Glassdoor and its effect on workplace culture - PascLeRasc
https://www.newyorker.com/magazine/2018/01/22/improving-workplace-culture-one-review-at-a-time
======
Yabood
My experience with Glassdoor has been terrible. A couple of months ago I found
an email notification in my inbox that someone had left us a review. I was
surprised because we're an early stage three-person startup. We never hired
any employees or contractors. The review was bad, and the reviewer who was
anonymous claimed that he/she had done an internship with us. As the "owner"
of our company's profile on Glassdoor, I had no access to any information
about the reviewer, nothing. I flagged the review hoping that Glassdoor would
take care of it. A day later I received an email saying, we're sorry, there's
nothing we can do, the review stays. They told me that my only option was to
reply to the review and hope they'd see that its not for us and remove it.

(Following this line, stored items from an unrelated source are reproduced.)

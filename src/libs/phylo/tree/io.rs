use super::Tree;
use crate::libs::phylo::error::TreeError;
use crate::libs::phylo::node::{AttrValue, Node, NodeId};
use crate::libs::phylo::parser;
use indexmap::IndexSet;
use regex::Regex;
use std::collections::HashMap;
use std::io::Read;
use std::str::FromStr;

/// Output format for a list of trees.
#[derive(Debug, Clone, Copy, PartialEq, Eq)]
pub enum Format {
    /// One tree per line, attributes as NHX comments
    Newick,
    /// A `trees` block with a translate table, attributes as BEAST comments
    Nexus,
}

impl FromStr for Format {
    type Err = anyhow::Error;

    fn from_str(s: &str) -> Result<Self, Self::Err> {
        match s.to_ascii_lowercase().as_str() {
            "newick" | "nwk" => Ok(Format::Newick),
            "nexus" | "nex" => Ok(Format::Nexus),
            _ => Err(anyhow::anyhow!("Unknown tree format: {}", s)),
        }
    }
}

/// Read trees from a file, Newick or Nexus.
///
/// # Arguments
/// * `infile` - Path to the input file (or "stdin" for stdin).
pub fn from_file(infile: &str) -> anyhow::Result<Vec<Tree>> {
    let mut reader = intspan::reader(infile);
    let mut text = String::new();
    reader
        .read_to_string(&mut text)
        .map_err(|e| anyhow::anyhow!("Read error: {}", e))?;
    Ok(from_str(&text)?)
}

/// Parse trees from text, detecting Nexus by its `#NEXUS` header.
pub fn from_str(text: &str) -> Result<Vec<Tree>, TreeError> {
    let head = text.trim_start();
    let is_nexus = head
        .as_bytes()
        .get(..6)
        .is_some_and(|h| h.eq_ignore_ascii_case(b"#nexus"));
    if is_nexus {
        parse_nexus(text)
    } else {
        parser::parse_newick_multi(text)
    }
}

/// Split on `;`, ignoring semicolons inside comments or quotes.
fn statements(text: &str) -> Vec<&str> {
    let mut result = Vec::new();
    let mut depth = 0i32;
    let mut quote: Option<char> = None;
    let mut start = 0;

    for (i, c) in text.char_indices() {
        match quote {
            Some(q) if c == q => quote = None,
            Some(_) => {}
            None => match c {
                '\'' | '"' => quote = Some(c),
                '[' => depth += 1,
                ']' => depth -= 1,
                ';' if depth == 0 => {
                    result.push(text[start..i].trim());
                    start = i + 1;
                }
                _ => {}
            },
        }
    }
    let rest = text[start..].trim();
    if !rest.is_empty() {
        result.push(rest);
    }
    result
}

fn unquote_label(s: &str) -> String {
    let s = s.trim();
    if s.len() >= 2 && s.starts_with('\'') && s.ends_with('\'') {
        s[1..s.len() - 1].replace("''", "'")
    } else if s.len() >= 2 && s.starts_with('"') && s.ends_with('"') {
        s[1..s.len() - 1].replace("\"\"", "\"")
    } else {
        s.to_string()
    }
}

fn nexus_error(message: &str) -> TreeError {
    TreeError::ParseError {
        message: message.to_string(),
        line: 0,
        column: 0,
        snippet: String::new(),
    }
}

/// Parse the `trees` block of a Nexus document.
///
/// Tip labels found in a `translate` table are replaced by their taxon
/// names. Leading `[&R]`/`[&U]` markers are dropped.
pub fn parse_nexus(text: &str) -> Result<Vec<Tree>, TreeError> {
    let re_begin = Regex::new(r"(?i)begin\s+trees\s*;").map_err(|e| nexus_error(&e.to_string()))?;
    let re_tree =
        Regex::new(r"(?is)^u?tree\s+\*?\s*[^=]*=\s*(.*)$").map_err(|e| nexus_error(&e.to_string()))?;

    let block_start = re_begin
        .find(text)
        .ok_or_else(|| nexus_error("No trees block found in Nexus input"))?
        .end();

    let mut translate: HashMap<String, String> = HashMap::new();
    let mut trees = Vec::new();

    for stmt in statements(&text[block_start..]) {
        let keyword = stmt
            .split_whitespace()
            .next()
            .unwrap_or("")
            .to_ascii_lowercase();

        match keyword.as_str() {
            "end" | "endblock" => break,
            "translate" => {
                let body = stmt["translate".len()..].trim();
                for entry in parser::split_top_level(body, ',') {
                    let entry = entry.trim();
                    if entry.is_empty() {
                        continue;
                    }
                    let (key, label) = entry
                        .split_once(char::is_whitespace)
                        .ok_or_else(|| nexus_error(&format!("Bad translate entry: {}", entry)))?;
                    translate.insert(key.to_string(), unquote_label(label));
                }
            }
            _ => {
                let caps = match re_tree.captures(stmt) {
                    Some(c) => c,
                    None => continue,
                };
                let mut newick = caps.get(1).map_or("", |m| m.as_str()).trim();
                while newick.starts_with('[') {
                    match newick.find(']') {
                        Some(end) => newick = newick[end + 1..].trim_start(),
                        None => break,
                    }
                }

                let mut tree = parser::parse_newick(&format!("{};", newick))?;
                if !translate.is_empty() {
                    for node in tree.nodes.iter_mut().filter(|n| n.children.is_empty()) {
                        if let Some(name) = node.name.as_ref().and_then(|n| translate.get(n)) {
                            node.name = Some(name.clone());
                        }
                    }
                }
                trees.push(tree);
            }
        }
    }

    Ok(trees)
}

/// How node labels and comments are written.
struct Style<'a> {
    indent: &'a str,
    beast: bool,
    translate: Option<&'a IndexSet<String>>,
}

/// Serialize tree to Newick string.
pub fn to_newick(tree: &Tree) -> String {
    to_newick_with_format(tree, "")
}

/// Serialize tree to Newick string, indenting nested clades with `indent`
/// (empty for a single line).
pub fn to_newick_with_format(tree: &Tree, indent: &str) -> String {
    match tree.get_root() {
        Some(root) => to_newick_subtree(tree, root, indent),
        None => ";".to_string(),
    }
}

/// Serialize a specific subtree to a Newick string.
pub fn to_newick_subtree(tree: &Tree, root: NodeId, indent: &str) -> String {
    let style = Style {
        indent,
        beast: false,
        translate: None,
    };
    let mut s = to_newick_recursive(tree, root, &style, 0);
    s.push(';');
    s
}

/// Serialize trees as one Nexus document.
///
/// Tip names go into a translate table in order of first appearance; the
/// tree descriptions refer to tips by their 1-based index.
pub fn to_nexus(trees: &[Tree]) -> String {
    let mut labels: IndexSet<String> = IndexSet::new();
    for tree in trees {
        for name in tree.get_leaf_names().into_iter().flatten() {
            labels.insert(name);
        }
    }

    let mut s = String::from("#NEXUS\n\nBegin trees;\n");
    if !labels.is_empty() {
        s.push_str("\tTranslate\n");
        for (i, label) in labels.iter().enumerate() {
            s.push_str(&format!("\t\t{} {}", i + 1, quote_label(label)));
            if i + 1 < labels.len() {
                s.push(',');
            }
            s.push('\n');
        }
        s.push_str("\t\t;\n");
    }

    let style = Style {
        indent: "",
        beast: true,
        translate: Some(&labels),
    };
    for (i, tree) in trees.iter().enumerate() {
        if let Some(root) = tree.get_root() {
            s.push_str(&format!(
                "\ttree tree_{} = [&R] {};\n",
                i + 1,
                to_newick_recursive(tree, root, &style, 0)
            ));
        }
    }
    s.push_str("End;\n");
    s
}

/// Serialize trees in the given format.
pub fn write_trees(trees: &[Tree], format: Format) -> String {
    match format {
        Format::Newick => trees
            .iter()
            .map(|t| format!("{}\n", to_newick(t)))
            .collect(),
        Format::Nexus => to_nexus(trees),
    }
}

fn nhx_comment(node: &Node) -> String {
    let mut s = String::from("[&&NHX");
    for (k, v) in &node.attributes {
        match v {
            AttrValue::Text(t) if t.is_empty() => s.push_str(&format!(":{}", k)),
            _ => s.push_str(&format!(":{}={}", k, v)),
        }
    }
    s.push(']');
    s
}

fn beast_value(v: &AttrValue) -> String {
    match v {
        AttrValue::Text(t) => {
            let plain = !t.is_empty()
                && !t.chars().any(|c| ",=[]{}\"' :;()".contains(c))
                && t.parse::<f64>().is_err();
            if plain {
                t.clone()
            } else {
                format!("\"{}\"", t)
            }
        }
        other => other.to_string(),
    }
}

fn beast_comment(node: &Node) -> String {
    let body: Vec<String> = node
        .attributes
        .iter()
        .map(|(k, v)| format!("{}={}", k, beast_value(v)))
        .collect();
    format!("[&{}]", body.join(","))
}

fn to_newick_recursive(tree: &Tree, node_id: NodeId, style: &Style, depth: usize) -> String {
    let node = match tree.get_node(node_id) {
        Some(n) => n,
        None => return String::new(),
    };
    let is_pretty = !style.indent.is_empty();

    let my_indent = if is_pretty {
        style.indent.repeat(depth)
    } else {
        String::new()
    };

    // Label + Length + Comment
    let mut node_info = String::new();

    if let Some(name) = &node.name {
        let translated = style
            .translate
            .filter(|_| node.children.is_empty())
            .and_then(|labels| labels.get_index_of(name));
        match translated {
            Some(idx) => node_info.push_str(&(idx + 1).to_string()),
            None => node_info.push_str(&quote_label(name)),
        }
    }

    let has_attrs = !node.attributes.is_empty();
    if style.beast && has_attrs {
        node_info.push_str(&beast_comment(node));
    }
    if let Some(len) = node.length {
        node_info.push_str(&format!(":{}", len));
    }
    if !style.beast && has_attrs {
        node_info.push_str(&nhx_comment(node));
    }

    if node.children.is_empty() {
        format!("{}{}", my_indent, node_info)
    } else {
        let children_strs: Vec<String> = node
            .children
            .iter()
            .map(|&child| to_newick_recursive(tree, child, style, depth + 1))
            .collect();

        if is_pretty {
            format!(
                "{}(\n{}\n{}){}",
                my_indent,
                children_strs.join(",\n"),
                my_indent,
                node_info
            )
        } else {
            format!("({}){}", children_strs.join(","), node_info)
        }
    }
}

fn quote_label(label: &str) -> String {
    let needs_quote = label.chars().any(|c| "(),:;[]' \t\n".contains(c));
    if needs_quote {
        format!("'{}'", label.replace('\'', "''"))
    } else {
        label.to_string()
    }
}

#[cfg(test)]
mod tests {
    use super::*;

    #[test]
    fn test_to_newick() {
        let mut tree = Tree::new();
        //    Root
        //   /    \
        //  A:0.1  B:0.2
        let n0 = tree.add_node();
        let n1 = tree.add_node();
        let n2 = tree.add_node();

        tree.set_root(n0);
        tree.attach(n1, n0).unwrap();
        tree.attach(n2, n0).unwrap();

        tree.get_node_mut(n0).unwrap().set_name("Root");
        tree.get_node_mut(n1).unwrap().set_name("A");
        tree.get_node_mut(n1).unwrap().length = Some(0.1);
        tree.get_node_mut(n2).unwrap().set_name("B");
        tree.get_node_mut(n2).unwrap().length = Some(0.2);

        assert_eq!(to_newick(&tree), "(A:0.1,B:0.2)Root;");

        let expected_pretty = "(\n  A:0.1,\n  B:0.2\n)Root;";
        assert_eq!(to_newick_with_format(&tree, "  "), expected_pretty);
    }

    #[test]
    fn test_to_newick_nested_indent() {
        let tree = Tree::from_newick("((A,B)I1,C)Root;").unwrap();
        let expected = "(\n\t(\n\t\tA,\n\t\tB\n\t)I1,\n\tC\n)Root;";
        assert_eq!(to_newick_with_format(&tree, "\t"), expected);
    }

    #[test]
    fn test_to_newick_special_chars() {
        let mut tree = Tree::new();
        let n0 = tree.create_external("Homo sapiens");
        tree.set_root(n0);
        assert_eq!(to_newick(&tree), "'Homo sapiens';");

        tree.get_node_mut(n0).unwrap().set_name("O'Brien");
        let out = to_newick(&tree);
        assert_eq!(out, "'O''Brien';");
    }

    #[test]
    fn test_to_newick_attributes() {
        let mut tree = Tree::from_newick("(A:1,B:2);").unwrap();
        let a = tree.get_node_by_name("A").unwrap();
        tree.get_node_mut(a).unwrap().set_attribute("color", "red");
        tree.get_node_mut(a).unwrap().add_tag("clade", "X");

        let out = to_newick(&tree);
        assert_eq!(out, "(A:1[&&NHX:clade={X}:color=red],B:2);");

        let back = Tree::from_newick(&out).unwrap();
        let a = back.get_node(back.get_node_by_name("A").unwrap()).unwrap();
        assert!(a.get_attribute("clade").unwrap().as_set().is_some());
    }

    #[test]
    fn test_nexus_round_trip() {
        let mut tree = Tree::from_newick("((A:1,'B b':2):0.5,C:3);").unwrap();
        let root = tree.get_root().unwrap();
        tree.get_node_mut(root).unwrap().add_tag("clade", "X");
        let c = tree.get_node_by_name("C").unwrap();
        tree.get_node_mut(c)
            .unwrap()
            .set_attribute("country", "New Zealand");

        let text = to_nexus(&[tree]);
        assert!(text.starts_with("#NEXUS"));
        assert!(text.contains("\t\t2 'B b',"));
        assert!(text.contains("3[&country=\"New Zealand\"]:3"));

        let trees = from_str(&text).unwrap();
        assert_eq!(trees.len(), 1);
        let back = &trees[0];
        let names: Vec<String> = back.get_leaf_names().into_iter().flatten().collect();
        assert_eq!(names, vec!["A", "B b", "C"]);
        let c = back.get_node(back.get_node_by_name("C").unwrap()).unwrap();
        assert_eq!(
            c.get_attribute("country"),
            Some(&AttrValue::Text("New Zealand".to_string()))
        );
        let root = back.get_node(back.get_root().unwrap()).unwrap();
        assert!(root.get_attribute("clade").unwrap().has("X"));
    }

    #[test]
    fn test_nexus_translate_quoted_comma() {
        let tree = Tree::from_newick("('Cardiff, UK':1,B:2);").unwrap();
        let text = to_nexus(&[tree]);
        assert!(text.contains("\t\t1 'Cardiff, UK',"));

        let trees = from_str(&text).unwrap();
        let names: Vec<String> = trees[0].get_leaf_names().into_iter().flatten().collect();
        assert_eq!(names, vec!["Cardiff, UK", "B"]);
    }

    #[test]
    fn test_from_str_non_ascii_first_label() {
        let trees = from_str("(αβγ:1,B:2);").unwrap();
        assert_eq!(trees.len(), 1);
        assert_eq!(trees[0].to_newick(), "(αβγ:1,B:2);");

        let trees = from_str("#nexus\nbegin trees;\ntree t = (α,β);\nend;\n").unwrap();
        assert_eq!(trees[0].to_newick(), "(α,β);");
    }

    #[test]
    fn test_parse_nexus_beast() {
        let text = "#NEXUS\n\
            Begin taxa;\n\tDimensions ntax=2;\nEnd;\n\
            BEGIN TREES;\n\
            \tTRANSLATE\n\t\t1 A,\n\t\t2 B\n;\n\
            \tTREE STATE_0 = [&U] (1:1,2[&height=0]:2);\n\
            \ttree second = (2,1);\n\
            END;\n";
        let trees = parse_nexus(text).unwrap();
        assert_eq!(trees.len(), 2);
        assert_eq!(trees[0].to_newick(), "(A:1,B:2[&&NHX:height=0]);");
        assert_eq!(trees[1].to_newick(), "(B,A);");
    }

    #[test]
    fn test_format_from_str() {
        assert_eq!("nexus".parse::<Format>().unwrap(), Format::Nexus);
        assert_eq!("Newick".parse::<Format>().unwrap(), Format::Newick);
        assert!("phylip".parse::<Format>().is_err());
    }
}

Needless to say, I was not happy. I took a closer look at the review, and
found out that the reviewer had mentioned "our office" in Singapore. I did
some digging and found another company with the same name in Singapore. I
reached out to Glassdoor again with all this info, screenshots, website links,
etc and there response was basically the same. Something about their community
policy. I was forced to reply to the reviewer who eventually realized we were
not the same company and ended up removing the review. The whole process was a
huge waste of time and energy. Never again will I trust Glassdoor or anything
on it. By the way, there's no way to remove your company's profile. Think long
and hard before you create a profile there.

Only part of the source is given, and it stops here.